# skinnyass biceps



## deadlift (Mar 11, 2005)

Ok, I've made alot of progress since discovering
this site, and thanx to the bros who helped me.
I'm happy with the gains to my chest and shoulders,
but I've always had skinny arms. Although I do see the 
difference on my first cycle, I can't seem to get a"peak"
in my biceps, they just look bloated. 
How do you get that ball to pop?
check out the pic (if you're bored)
and make a suggestion. Thanx

current bicep routine:
ez curl bar (wide & tight)
dumbell curls
pullups


----------



## Bizarro (Mar 11, 2005)

Couple things I suggest:

1.  When doing dumbell curls, twist the weight out at peak contraction
2.  Make sure you do 4 total bicep exercises
3.  Add preacher curls
4.  Add straight bar curls
5.  Mix it up after 4-6 weeks with new exercises


----------



## thunderterd (Mar 11, 2005)

I find concentration curls great for the peak.


----------



## ORACLE (Mar 11, 2005)

I do this excercise where i take a ez curl bar.  Stand with my back against something.  Starting from the bottom position i curl the bar to my midsection and stop.  Then i go back to the start position for 10 reps.  Once i get to 10 i bring the bar all the way to the top and lower the bar to my midsection and bring it back up and i do this for an additional 10.  I do 3 sets with heavy enough weight to complete all 20 reps.  .


----------



## Freejay (Mar 11, 2005)

Do dumbell curls on an incline bench, and I also like to use the cable with the appropriate handle to really get a good negative.  Also...rember 2/3 of the relative mass in the arms is in the triceps.  Your Tri's can get much larger than your Bi's.  One last suggestion is isometrics.  Just flexing your Bi's (and all your muscles for that matter) can help increase definition.


----------



## ORACLE (Mar 11, 2005)

Freejay said:
			
		

> One last suggestion is isometrics.  Just flexing your Bi's (and all your muscles for that matter) can help increase definition.

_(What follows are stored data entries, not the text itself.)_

pub mod books;
pub mod cart;

use bookmart_kernel::settings::Settings;
use bookmart_kernel::ModuleRegistry;
use bookmart_store::StoreHandle;

/// Register every storefront module with the registry, wiring each to
/// the injected store.
pub fn register_all(registry: &mut ModuleRegistry, settings: &Settings, store: &StoreHandle) {
    registry.register(books::create_module(settings, store));
    registry.register(cart::create_module(store));
}
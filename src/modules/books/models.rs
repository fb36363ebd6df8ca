use serde::{Deserialize, Serialize};

use bookmart_store::{Book, Review};

/// Query parameters for the catalog listing.
#[derive(Debug, Clone, Default, Deserialize)]
pub struct ListParams {
    pub page: Option<u64>,
    pub limit: Option<u64>,
    pub genre: Option<String>,
    pub search: Option<String>,
}

/// Pagination envelope computed over the full match set, not the page.
#[derive(Debug, Clone, Serialize)]
#[serde(rename_all = "camelCase")]
pub struct Pagination {
    pub page: u64,
    pub limit: u64,
    pub total: u64,
    pub total_pages: u64,
}

#[derive(Debug, Clone, Serialize)]
pub struct BookListResponse {
    pub data: Vec<Book>,
    pub pagination: Pagination,
}

/// A single book with its reviews embedded.
#[derive(Debug, Clone, Serialize)]
pub struct BookDetail {
    #[serde(flatten)]
    pub book: Book,
    pub reviews: Vec<Review>,
}

#[derive(Debug, Clone, Serialize)]
pub struct BookDetailResponse {
    pub success: bool,
    pub data: BookDetail,
}

/// Incoming create payload. Everything is optional at the wire level so
/// missing required fields can be aggregated into one validation error
/// instead of a deserialization failure.
#[derive(Debug, Clone, Default, Deserialize)]
#[serde(rename_all = "camelCase")]
pub struct CreateBookRequest {
    pub title: Option<String>,
    pub author: Option<String>,
    pub description: Option<String>,
    pub price: Option<f64>,
    pub image: Option<String>,
    pub isbn: Option<String>,
    pub genre: Option<Vec<String>>,
    pub tags: Option<Vec<String>>,
    pub date_published: Option<String>,
    pub pages: Option<u32>,
    pub language: Option<String>,
    pub publisher: Option<String>,
    pub rating: Option<f64>,
    pub review_count: Option<u32>,
    pub in_stock: Option<bool>,
    pub featured: Option<bool>,
}

/// Incoming update payload; `None` fields are left untouched.
#[derive(Debug, Clone, Default, Deserialize)]
#[serde(rename_all = "camelCase")]
pub struct UpdateBookRequest {
    pub title: Option<String>,
    pub author: Option<String>,
    pub description: Option<String>,
    pub price: Option<f64>,
    pub image: Option<String>,
    pub isbn: Option<String>,
    pub genre: Option<Vec<String>>,
    pub tags: Option<Vec<String>>,
    pub date_published: Option<String>,
    pub pages: Option<u32>,
    pub language: Option<String>,
    pub publisher: Option<String>,
    pub rating: Option<f64>,
    pub review_count: Option<u32>,
    pub in_stock: Option<bool>,
    pub featured: Option<bool>,
}

/// Response for a delete, echoing the removed record.
#[derive(Debug, Clone, Serialize)]
pub struct DeleteBookResponse {
    pub message: String,
    pub book: Book,
}
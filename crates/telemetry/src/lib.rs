//! Logging and tracing bootstrap for bookmart.

use tracing_subscriber::{fmt, layer::SubscriberExt, util::SubscriberInitExt, EnvFilter};

use bookmart_kernel::settings::{LogFormat, TelemetrySettings};

/// Install the global tracing subscriber.
///
/// The filter comes from settings, falling back to `RUST_LOG`, then to
/// `info`. Call once at process startup, before anything logs.
pub fn init(settings: &TelemetrySettings) -> anyhow::Result<()> {
    let filter = match &settings.filter {
        Some(directives) => EnvFilter::try_new(directives)?,
        None => EnvFilter::try_from_default_env().unwrap_or_else(|_| EnvFilter::new("info")),
    };

    let registry = tracing_subscriber::registry().with(filter);
    match settings.log_format {
        LogFormat::Pretty => registry.with(fmt::layer()).try_init()?,
        LogFormat::Json => registry.with(fmt::layer().json()).try_init()?,
    }

    tracing::debug!(target: "bookmart-telemetry", "telemetry initialized");
    Ok(())
}

#[cfg(test)]
mod tests {
    use super::*;

    #[test]
    fn bad_filter_directives_are_an_error() {
        let settings = TelemetrySettings {
            filter: Some("bookmart=notalevel".into()),
            log_format: LogFormat::Pretty,
        };
        assert!(init(&settings).is_err());
    }
}
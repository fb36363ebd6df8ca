pub mod models;
pub mod service;

use std::sync::Arc;

use async_trait::async_trait;
use axum::{
    extract::{Path, Query, State},
    http::{HeaderMap, StatusCode},
    routing::get,
    Json, Router,
};
use serde::Deserialize;
use serde_json::json;

use bookmart_authz::require_admin;
use bookmart_http::AppError;
use bookmart_kernel::settings::{AuthSettings, Settings};
use bookmart_kernel::{InitCtx, Module};
use bookmart_store::{Book, StoreHandle};

use models::{
    BookDetailResponse, BookListResponse, CreateBookRequest, DeleteBookResponse, ListParams,
    UpdateBookRequest,
};
use service::CatalogService;

/// Catalog module: public browse/search/detail plus token-gated
/// management endpoints.
pub struct BooksModule {
    state: BooksState,
}

#[derive(Clone)]
struct BooksState {
    service: CatalogService,
    auth: AuthSettings,
}

impl BooksModule {
    pub fn new(service: CatalogService, auth: AuthSettings) -> Self {
        Self {
            state: BooksState { service, auth },
        }
    }
}

#[async_trait]
impl Module for BooksModule {
    fn name(&self) -> &'static str {
        "books"
    }

    async fn init(&self, ctx: &InitCtx<'_>) -> anyhow::Result<()> {
        if ctx.settings.auth.admin_token.is_none() {
            tracing::warn!(
                module = self.name(),
                "no admin token configured; catalog mutations will be refused"
            );
        }
        tracing::info!(
            module = self.name(),
            environment = ?ctx.settings.environment,
            "books module initialized"
        );
        Ok(())
    }

    fn routes(&self) -> Router {
        Router::new()
            .route(
                "/",
                get(list_books)
                    .post(create_book)
                    .put(update_book)
                    .delete(delete_book),
            )
            .route("/{id}", get(get_book))
            .with_state(self.state.clone())
    }

    fn openapi(&self) -> Option<serde_json::Value> {
        Some(json!({
            "paths": {
                "/": {
                    "get": {
                        "summary": "List books with pagination, genre filter, and search",
                        "tags": ["Books"],
                        "parameters": [
                            {"name": "page", "in": "query", "schema": {"type": "integer", "minimum": 1, "default": 1}},
                            {"name": "limit", "in": "query", "schema": {"type": "integer", "minimum": 1, "default": 10}},
                            {"name": "genre", "in": "query", "schema": {"type": "string"}},
                            {"name": "search", "in": "query", "schema": {"type": "string"}}
                        ],
                        "responses": {
                            "200": {
                                "description": "One page of books plus pagination totals",
                                "content": {
                                    "application/json": {
                                        "schema": {
                                            "type": "object",
                                            "properties": {
                                                "data": {
                                                    "type": "array",
                                                    "items": {"$ref": "#/components/schemas/Book"}
                                                },
                                                "pagination": {"$ref": "#/components/schemas/Pagination"}
                                            }
                                        }
                                    }
                                }
                            },
                            "400": {
                                "description": "Invalid pagination parameters",
                                "content": {
                                    "application/json": {
                                        "schema": {"$ref": "#/components/schemas/ErrorResponse"}
                                    }
                                }
                            }
                        }
                    },
                    "post": {
                        "summary": "Create a book (admin token required)",
                        "tags": ["Books"],
                        "security": [{"bearerAuth": []}],
                        "responses": {
                            "201": {
                                "description": "Created book",
                                "content": {
                                    "application/json": {
                                        "schema": {"$ref": "#/components/schemas/Book"}
                                    }
                                }
                            },
                            "400": {
                                "description": "Validation failure or duplicate ISBN",
                                "content": {
                                    "application/json": {
                                        "schema": {"$ref": "#/components/schemas/ErrorResponse"}
                                    }
                                }
                            },
                            "401": {
                                "description": "Missing or invalid admin token",
                                "content": {
                                    "application/json": {
                                        "schema": {"$ref": "#/components/schemas/ErrorResponse"}
                                    }
                                }
                            }
                        }
                    },
                    "put": {
                        "summary": "Update a book by id (admin token required)",
                        "tags": ["Books"],
                        "security": [{"bearerAuth": []}],
                        "parameters": [
                            {"name": "id", "in": "query", "required": true, "schema": {"type": "string"}}
                        ],
                        "responses": {
                            "200": {
                                "description": "Updated book",
                                "content": {
                                    "application/json": {
                                        "schema": {"$ref": "#/components/schemas/Book"}
                                    }
                                }
                            },
                            "404": {
                                "description": "Book not found",
                                "content": {
                                    "application/json": {
                                        "schema": {"$ref": "#/components/schemas/ErrorResponse"}
                                    }
                                }
                            }
                        }
                    },
                    "delete": {
                        "summary": "Delete a book by id (admin token required)",
                        "tags": ["Books"],
                        "security": [{"bearerAuth": []}],
                        "parameters": [
                            {"name": "id", "in": "query", "required": true, "schema": {"type": "string"}}
                        ],
                        "responses": {
                            "200": {
                                "description": "Deleted book",
                                "content": {
                                    "application/json": {
                                        "schema": {
                                            "type": "object",
                                            "properties": {
                                                "message": {"type": "string"},
                                                "book": {"$ref": "#/components/schemas/Book"}
                                            }
                                        }
                                    }
                                }
                            },
                            "404": {
                                "description": "Book not found",
                                "content": {
                                    "application/json": {
                                        "schema": {"$ref": "#/components/schemas/ErrorResponse"}
                                    }
                                }
                            }
                        }
                    }
                },
                "/{id}": {
                    "get": {
                        "summary": "Get one book with its reviews embedded",
                        "tags": ["Books"],
                        "parameters": [
                            {"name": "id", "in": "path", "required": true, "schema": {"type": "string"}}
                        ],
                        "responses": {
                            "200": {
                                "description": "Book with reviews",
                                "content": {
                                    "application/json": {
                                        "schema": {
                                            "type": "object",
                                            "properties": {
                                                "success": {"type": "boolean"},
                                                "data": {"$ref": "#/components/schemas/Book"}
                                            }
                                        }
                                    }
                                }
                            },
                            "400": {
                                "description": "Malformed book id",
                                "content": {
                                    "application/json": {
                                        "schema": {"$ref": "#/components/schemas/ErrorResponse"}
                                    }
                                }
                            },
                            "404": {
                                "description": "Book not found",
                                "content": {
                                    "application/json": {
                                        "schema": {"$ref": "#/components/schemas/ErrorResponse"}
                                    }
                                }
                            }
                        }
                    }
                }
            },
            "components": {
                "schemas": {
                    "Book": {
                        "type": "object",
                        "properties": {
                            "id": {"type": "string"},
                            "title": {"type": "string"},
                            "author": {"type": "string"},
                            "description": {"type": "string"},
                            "price": {"type": "number", "minimum": 0},
                            "image": {"type": "string"},
                            "isbn": {"type": "string"},
                            "genre": {"type": "array", "items": {"type": "string"}},
                            "tags": {"type": "array", "items": {"type": "string"}},
                            "datePublished": {"type": "string"},
                            "pages": {"type": "integer", "minimum": 1},
                            "language": {"type": "string"},
                            "publisher": {"type": "string"},
                            "rating": {"type": "number", "minimum": 0, "maximum": 5},
                            "reviewCount": {"type": "integer", "minimum": 0},
                            "inStock": {"type": "boolean"},
                            "featured": {"type": "boolean"}
                        },
                        "required": ["id", "title", "author", "description", "price", "isbn"]
                    },
                    "Pagination": {
                        "type": "object",
                        "properties": {
                            "page": {"type": "integer"},
                            "limit": {"type": "integer"},
                            "total": {"type": "integer"},
                            "totalPages": {"type": "integer"}
                        },
                        "required": ["page", "limit", "total", "totalPages"]
                    }
                }
            }
        }))
    }

    async fn start(&self, _ctx: &InitCtx<'_>) -> anyhow::Result<()> {
        tracing::info!(module = self.name(), "books module started");
        Ok(())
    }

    async fn stop(&self) -> anyhow::Result<()> {
        tracing::info!(module = self.name(), "books module stopped");
        Ok(())
    }
}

I remember doing this in high school.  I would put my hands under my desk like i'm in a curl position and flex against it and hold for a few seconds.  Don't know if it worked but it past time by in class.


----------



## Blackbird (Mar 11, 2005)

Superman curls on cable machine.  These worked great for me. Check out my pics.  Also,  I would add straight bar curls.


----------



## DragonRider (Mar 11, 2005)

Peak is a lot about genetic shape, but I noticed I developed more of a peak when I quit using the barbell and concentrated more on dumbbells.
My Biceps routine looks like this.

1st exercise - alternating dumbbell curls. This is my power move.
I do 2 warmup sets, then 3 work sets.

2nd exercise - Scott curls with and Ez curl bar
3 work sets - I'm already warmed up

3rd exercise - seated incline curls with dumbbells
3 work sets

If your bi's aren't so fried you couldn't add a forth exercise if your life depended on it, you aren't working them to failure.
Work smarter, not harder.


----------



## imdaman1 (Mar 11, 2005)

I wouldn't exactly call those arms "skinny" brother.


----------



## DragonRider (Mar 11, 2005)

imdaman1 said:
			
		

> I wouldn't exactly call those arms "skinny" brother.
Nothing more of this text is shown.